Sir: The attempts by German prosecutors to censor the Internet via CompuServe (report, 30 December) are misguided and dangerous. Quite apart from the effect of their actions impinging on citizens in countries outside Germany, their partially successful pressure in getting CompuServe to drop 200 newsgroups sets a precedent for unrepresentative and irresponsible censorship by the state authorities.
The Internet is not a children's toy and should only ever be used by minors under adult supervision. By forcing this company to boycott certain newsgroups, a state authority has usurped the rights, duties and responsibilities of parents within and without its territory.
While the state authorities everywhere have a duty to uphold their own countries' laws on paedophilia and child pornography, this concern has been utilised to obscure the real issues around freedom of use of the Internet. Despite media huff and puff, the Internet can no more be described as anarchic than the telephone system or the postal service or a bag of apples. It is a communications medium through which individuals talk over, argue, or laugh about what interests them. It is not a publisher.
Those who post inappropriate material are dealt with expeditiously by their peers, their fellow-users in each news group.

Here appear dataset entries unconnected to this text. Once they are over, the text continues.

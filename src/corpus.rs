//! Corpus-wide refinement: use what all messages of a session have in common to fix up
//! the per-message segmentations.
//!
//! Two passes run in order (see [`Segmenter::refine_across_corpus`]):
//!
//! - [`Segmenter::crop_distinct`] splits segments that contain a value which occurs as a
//!   segment of its own in many messages.
//! - [`Segmenter::detect_message_length_field`] looks for a length field that announces the
//!   remaining message size in *every* message and tags it. The hypothesis is all or nothing:
//!   if one message has no such field, no message is changed.

use crate::length_prefix::LengthField;
use crate::message::{bounds, canonicalize, find_segment_index, FieldType, ParsedMessage, Segment};
use crate::segmenter::Segmenter;
use std::collections::{BTreeSet, HashMap};

/// Length field configurations tested corpus-wide, in priority order.
pub const MESSAGE_LENGTH_CANDIDATES: [LengthField; 5] = [
    LengthField::U8,
    LengthField::U16_BE,
    LengthField::U16_LE,
    LengthField::U32_BE,
    LengthField::U32_LE,
];

/// Count how often every segment value occurs across `messages`. Segments shorter than
/// `min_length` and all-zero segments are not counted.
pub fn count_segment_values(messages: &[ParsedMessage], min_length: usize) -> HashMap<Vec<u8>, usize> {
    let mut counts: HashMap<Vec<u8>, usize> = HashMap::new();
    for msg in messages {
        for (_, bytes) in msg.iter_segments() {
            if bytes.len() < min_length || bytes.iter().all(|&b| b == 0) {
                continue;
            }
            *counts.entry(bytes.to_vec()).or_insert(0) += 1;
        }
    }
    counts
}

/// Start offsets of all non-overlapping occurrences of `needle` in `haystack`, left to right.
pub fn find_occurrences(haystack: &[u8], needle: &[u8]) -> Vec<usize> {
    let mut found = Vec::new();
    if needle.is_empty() {
        return found;
    }
    let mut from = 0;
    while from + needle.len() <= haystack.len() {
        match haystack[from..].windows(needle.len()).position(|w| w == needle) {
            Some(idx) => {
                found.push(from + idx);
                from += idx + needle.len();
            }
            None => break,
        }
    }
    found
}

/// Offset and announced length of the first length field in `msg` that spans exactly the
/// rest of the message and sits inside an `Unknown` segment.
pub fn detect_length_field_in_message(msg: &ParsedMessage, field: LengthField) -> Option<(usize, usize)> {
    let bytes = &msg.bytes;
    (0..bytes.len().saturating_sub(field.size)).find_map(|offset| {
        let length = field.read(bytes, offset)?;
        let payload_end = (offset + field.size).checked_add(length)?;
        if payload_end != bytes.len() {
            return None;
        }
        let idx = find_segment_index(&msg.segments, offset)?;
        (msg.segments[idx].field_type == FieldType::Unknown).then_some((offset, length))
    })
}

impl Segmenter {
    /// Split non-`String` segments around frequent values found inside them.
    pub fn crop_distinct(&self, messages: &[ParsedMessage]) -> Vec<ParsedMessage> {
        let counts = count_segment_values(messages, self.config.min_segment_value_length);
        let threshold = ((messages.len() as f64 * self.config.frequent_value_ratio) as usize).max(1);
        let frequent: Vec<&Vec<u8>> = counts
            .iter()
            .filter(|(_, &count)| count >= threshold)
            .map(|(value, _)| value)
            .collect();
        tracing::debug!(values = counts.len(), frequent = frequent.len(), threshold, "crop distinct");

        messages
            .iter()
            .map(|msg| {
                let mut segments = Vec::with_capacity(msg.segments.len());
                for (i, seg) in msg.segments.iter().enumerate() {
                    if seg.field_type == FieldType::String {
                        segments.push(*seg);
                        continue;
                    }
                    let range = bounds(&msg.segments, i, msg.len());
                    let value = &msg.bytes[range.clone()];
                    let mut splits = BTreeSet::from([0]);
                    for needle in frequent.iter().filter(|f| f.len() < value.len()) {
                        for at in find_occurrences(value, needle) {
                            splits.insert(at);
                            splits.insert(at + needle.len());
                        }
                    }
                    if !value.is_empty() {
                        splits.remove(&value.len());
                    }
                    segments.extend(splits.into_iter().map(|rel| Segment::new(range.start + rel, seg.field_type)));
                }
                msg.with_segments(canonicalize(segments, msg.len()))
            })
            .collect()
    }

    /// Tag a message length field shared by the whole corpus, if one exists.
    pub fn detect_message_length_field(&self, messages: &[ParsedMessage]) -> Vec<ParsedMessage> {
        let chosen = MESSAGE_LENGTH_CANDIDATES.iter().copied().find(|field| {
            messages
                .iter()
                .all(|msg| detect_length_field_in_message(msg, *field).is_some())
        });
        let Some(field) = chosen else {
            tracing::debug!(messages = messages.len(), "no corpus-wide message length field");
            return messages.to_vec();
        };
        tracing::debug!(size = field.size, endianness = ?field.endianness, "message length field detected");

        messages
            .iter()
            .map(|msg| match detect_length_field_in_message(msg, field) {
                Some((offset, _)) => msg.with_segments(tag_length_field(msg, offset, field)),
                None => msg.clone(),
            })
            .collect()
    }

    /// Corpus passes in their fixed order.
    pub fn refine_across_corpus(&self, messages: &[ParsedMessage]) -> Vec<ParsedMessage> {
        let cropped = self.crop_distinct(messages);
        self.detect_message_length_field(&cropped)
    }
}

/// Retype `offset` as a length field and make sure a boundary follows it.
fn tag_length_field(msg: &ParsedMessage, offset: usize, field: LengthField) -> Vec<Segment> {
    let payload_start = offset + field.size;
    let mut segments: Vec<Segment> = msg
        .segments
        .iter()
        .copied()
        .filter(|s| s.offset < offset || s.offset >= payload_start)
        .collect();
    segments.push(Segment::new(offset, field.field_type()));
    if !segments.iter().any(|s| s.offset == payload_start) {
        segments.push(Segment::unknown(payload_start));
    }
    canonicalize(segments, msg.len())
}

And, by all accounts, the anti-paedophile squads of the British police keep a careful watch on what is being posted in some discussions with a view to tracing criminals here, with some success.
Moves to destroy parental guidance and responsibility should be condemned, especially when they lead to infringement of all adults' rights. Technical help for parents already exists; CompuServe is due to bring in a software filter in the near future to allow parents to make the choices that the German authorities have, for the moment, forced upon the company.
Other such filters are already on the market. And of course there is always the off switch. What is unacceptable, and highly undemocratic, is for adults to be refused the right to decide for themselves by state authorities who presume to determine what is best for them.